Why build such a wall? The final reason is that you are unwilling to work on two hard realities, the reality of the narcotics trade and the reality of our frayed foreign relations with Mexico.

Mr. President, if you do not reduce the demand for narcotics, your efforts to reduce the supply will come to naught.

Mr. President, in order to reduce inevitable frictions with Mexico, you have to allow Mexico to solve its internal problems of production and distribution of wealth. This is a problem we share with Mexico. This is our COMMON problem of economic justice.

Rather than trying to separate ourselves from Mexico, and other Latin American countries, let us enter into a friendly competition with Mexico, and all other countries of the world, to see who is best able to solve the problem of economic justice. Fewer workers will then devote their lives to the production of destructive drugs; with legitimate jobs in their beloved homeland plentiful, fewer people will need to cross the border.

Do we have any problems with our Canadian friends to the North?

Mr. President, we Americans have work to do. Mr. President, the world has work to do. YOU HAVE WORK TO DO ON YOURSELF, FOR YOURSELF.

Perhaps, Mr. President, if you cannot change your ways, and fairly soon, you have the duty to raise your internal fortitude—and resign. As a growing chorus of specialists is asserting, you may need to recognize that you are temperamentally unfit to govern a country as unruly as the United States, and grant yourself the privilege of enjoying your hard-earned retirement to private life.

At first, I tried to beg you to curb your authoritarian tendencies, lest you become another Mussolini or Hitler, and plunge the country into an unmitigated disaster—as they unavoidably did.

There is still time for you to change your ways.

But rather than calling on your intellectual and moral resources in cautionary tones, I am now making my plea to you in a firm voice: Unless you change your ways, be ready to be impeached.

Not everyone can be the President of the United States of America. You seem to be psychologically unfit to respond to this call.

Your worst betrayal of the American values is THE BETRAYAL OF THE INTERESTS OF YOUR OWN CONSTITUENCY.

Workers and small business men and business women entrusted you with their vote based on your promise to FINALLY take care of their—long neglected—interests. Clearly, the Republican and Democratic elite have for long served their own interests only, and not the common good.

You promised to clear the Washington swamp. Once in power, you have been surrounding yourself with people who lurk in the swamp.

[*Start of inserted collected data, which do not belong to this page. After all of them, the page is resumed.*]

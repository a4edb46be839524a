//! Domain model structs persisted in the SQLite database.
//!
//! Every struct derives `Serialize` and `Deserialize` so it can be handed
//! directly to the HTTP layer as JSON.

use chrono::{DateTime, Utc};
use serde::{Deserialize, Serialize};
use serde_json::{Map, Value};
use uuid::Uuid;

use pathwise_shared::{ActivityType, CourseId, Strategy, UserId, Visibility};

/// Opaque key-value metadata attached to events and recommendations.
pub type Metadata = Map<String, Value>;

// ---------------------------------------------------------------------------
// Relationship
// ---------------------------------------------------------------------------

/// A directed follow edge.
#[derive(Debug, Clone, Serialize, Deserialize, PartialEq, Eq)]
pub struct RelationshipEdge {
    pub follower_id: UserId,
    pub following_id: UserId,
    pub created_at: DateTime<Utc>,
}

// ---------------------------------------------------------------------------
// Activity
// ---------------------------------------------------------------------------

/// One immutable entry in the activity ledger.
#[derive(Debug, Clone, Serialize, Deserialize, PartialEq)]
pub struct ActivityEvent {
    pub id: Uuid,
    pub actor_user_id: UserId,
    pub activity_type: ActivityType,
    /// Kind of object the event is about (`course`, `achievement`, `user`, ...).
    pub reference_type: String,
    pub reference_id: String,
    #[serde(default)]
    pub metadata: Metadata,
    pub visibility: Visibility,
    pub created_at: DateTime<Utc>,
}

impl ActivityEvent {
    /// Build a new event stamped with a fresh id and the current time.
    pub fn new(
        actor_user_id: UserId,
        activity_type: ActivityType,
        reference_type: impl Into<String>,
        reference_id: impl Into<String>,
        visibility: Visibility,
    ) -> Self {
        Self {
            id: Uuid::new_v4(),
            actor_user_id,
            activity_type,
            reference_type: reference_type.into(),
            reference_id: reference_id.into(),
            metadata: Metadata::new(),
            visibility,
            created_at: Utc::now(),
        }
    }

    pub fn with_metadata(mut self, key: impl Into<String>, value: impl Into<Value>) -> Self {
        self.metadata.insert(key.into(), value.into());
        self
    }

    pub fn at(mut self, created_at: DateTime<Utc>) -> Self {
        self.created_at = created_at;
        self
    }
}

// ---------------------------------------------------------------------------
// Recommendation
// ---------------------------------------------------------------------------

/// A scored suggestion of a course for a user, produced by one strategy.
#[derive(Debug, Clone, Serialize, Deserialize, PartialEq)]
pub struct Recommendation {
    /// Row id.  Preserved when an existing (user, item, strategy) row is
    /// overwritten, so the id passed in on upsert may be discarded.
    pub id: Uuid,
    pub user_id: UserId,
    pub item_id: CourseId,
    pub strategy: Strategy,
    /// 0..=100
    pub match_score: u8,
    pub reason: String,
    #[serde(default)]
    pub metadata: Metadata,
    pub created_at: DateTime<Utc>,
    pub expires_at: Option<DateTime<Utc>>,
}

// ---------------------------------------------------------------------------
// Trending
// ---------------------------------------------------------------------------

/// One ranked row of the trending snapshot.
#[derive(Debug, Clone, Serialize, Deserialize, PartialEq)]
pub struct TrendingEntry {
    pub item_id: CourseId,
    pub velocity: f64,
    pub signups_24h: u32,
    pub signups_previous_24h: u32,
    /// 1-based, dense within one snapshot.
    pub rank: u32,
    pub category: String,
    pub calculated_at: DateTime<Utc>,
}

// ---------------------------------------------------------------------------
// Achievements
// ---------------------------------------------------------------------------

#[derive(Debug, Clone, Serialize, Deserialize, PartialEq, Eq)]
pub struct UnlockedAchievement {
    pub user_id: UserId,
    pub achievement_id: String,
    pub unlocked_at: DateTime<Utc>,
}

// ---------------------------------------------------------------------------
// Catalog mirror (owned by the course and identity domains)
// ---------------------------------------------------------------------------

#[derive(Debug, Clone, Serialize, Deserialize, PartialEq, Eq)]
pub struct Course {
    pub id: CourseId,
    pub title: String,
    pub category: String,
    pub skills: Vec<String>,
}

#[derive(Debug, Clone, Serialize, Deserialize, PartialEq, Eq)]
pub struct Enrollment {
    pub user_id: UserId,
    pub course_id: CourseId,
    pub started_at: DateTime<Utc>,
    pub completed_at: Option<DateTime<Utc>>,
}

/// Aggregated learning counters maintained by the progress domain.
#[derive(Debug, Clone, Default, Serialize, Deserialize, PartialEq)]
pub struct LearnerStats {
    pub user_id: UserId,
    pub modules_completed: u32,
    pub exercises_solved: u32,
    pub perfect_scores: u32,
    pub average_review_score: f64,
    pub consecutive_days: u32,
    pub total_hours: f64,
}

For me, the turning point came at your nomination of Judge Neil Gorsuch to sit on the sacred Supreme Court bench.

Listening to your presentation and to the remarks of Judge Gorsuch, I was full of hope. This is a brilliant mind that does what is just.

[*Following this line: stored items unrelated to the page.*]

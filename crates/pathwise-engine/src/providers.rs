//! Capability interfaces for data owned by other domains.
//!
//! The engine is handed implementations of these traits at construction.
//! It only ever reads through them.

use std::collections::HashSet;

use chrono::{DateTime, Utc};
use serde::{Deserialize, Serialize};

use pathwise_shared::{CourseId, UserId};

use crate::error::ProviderError;

pub type ProviderResult<T> = std::result::Result<T, ProviderError>;

/// Catalog facts the trending refresh needs about a course.
#[derive(Debug, Clone, PartialEq, Eq, Serialize, Deserialize)]
pub struct CourseInfo {
    pub id: CourseId,
    pub category: String,
}

/// Behavioral counters the achievement criteria are evaluated against.
#[derive(Debug, Clone, Default, PartialEq, Serialize, Deserialize)]
pub struct BehaviorStats {
    pub courses_completed: u32,
    pub modules_completed: u32,
    pub exercises_solved: u32,
    pub perfect_scores: u32,
    pub average_review_score: f64,
    pub consecutive_days: u32,
    pub total_hours: f64,
}

/// Learner persona assigned by the identity domain.
#[derive(Debug, Clone, PartialEq, Eq, Serialize, Deserialize)]
pub struct Archetype {
    pub name: String,
}

/// Course progress and catalog reads.
pub trait CourseProgress: Send + Sync {
    fn completed_courses(&self, user: UserId) -> ProviderResult<HashSet<CourseId>>;

    /// Courses the user has enrolled in, completed or not.
    fn started_courses(&self, user: UserId) -> ProviderResult<HashSet<CourseId>>;

    fn learners_who_completed(&self, course: CourseId) -> ProviderResult<Vec<UserId>>;

    fn catalog(&self) -> ProviderResult<Vec<CourseInfo>>;

    fn course_skills(&self, course: CourseId) -> ProviderResult<Vec<String>>;

    fn courses_for_skill(&self, skill: &str) -> ProviderResult<Vec<CourseId>>;

    /// Enrollment start times for `course` strictly after `since`.
    fn enrollment_timestamps(
        &self,
        course: CourseId,
        since: DateTime<Utc>,
    ) -> ProviderResult<Vec<DateTime<Utc>>>;

    fn behavioral_snapshot(&self, user: UserId) -> ProviderResult<BehaviorStats>;
}

pub trait IdentityProvider: Send + Sync {
    fn archetype(&self, user: UserId) -> ProviderResult<Option<Archetype>>;
}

As soon as I learned of his record I felt betrayed.

How can you expect, Mr. President, that a man who has consistently cast his weight against the interests of workers will suddenly change? He will favor the corporate interests. He will flood the swamp.

Mr. President, you have betrayed the interests of your constituency.

Admit now that so far you have made one mistake on top of another. Change your ways. Or resign.

You know, or you should know, that there is an impending implosion of unprecedented severity of the Stock Market. Too many responsible people are warning us of this inevitability.

You are doing nothing to prevent the disaster in the Stock Market that will affect the poor, the middle class, and THE RICH. On the contrary, your actions are draining the intellectual and moral resources of the country to work on the prevention and the cure of this disaster.

Enough of your antics. We have work to do. Either you help us do it or, please, get out of the way.

 

Carmine Gorga, PhD, is president of The Somist Institute. He was born in Southern Italy when Mussolini ruled.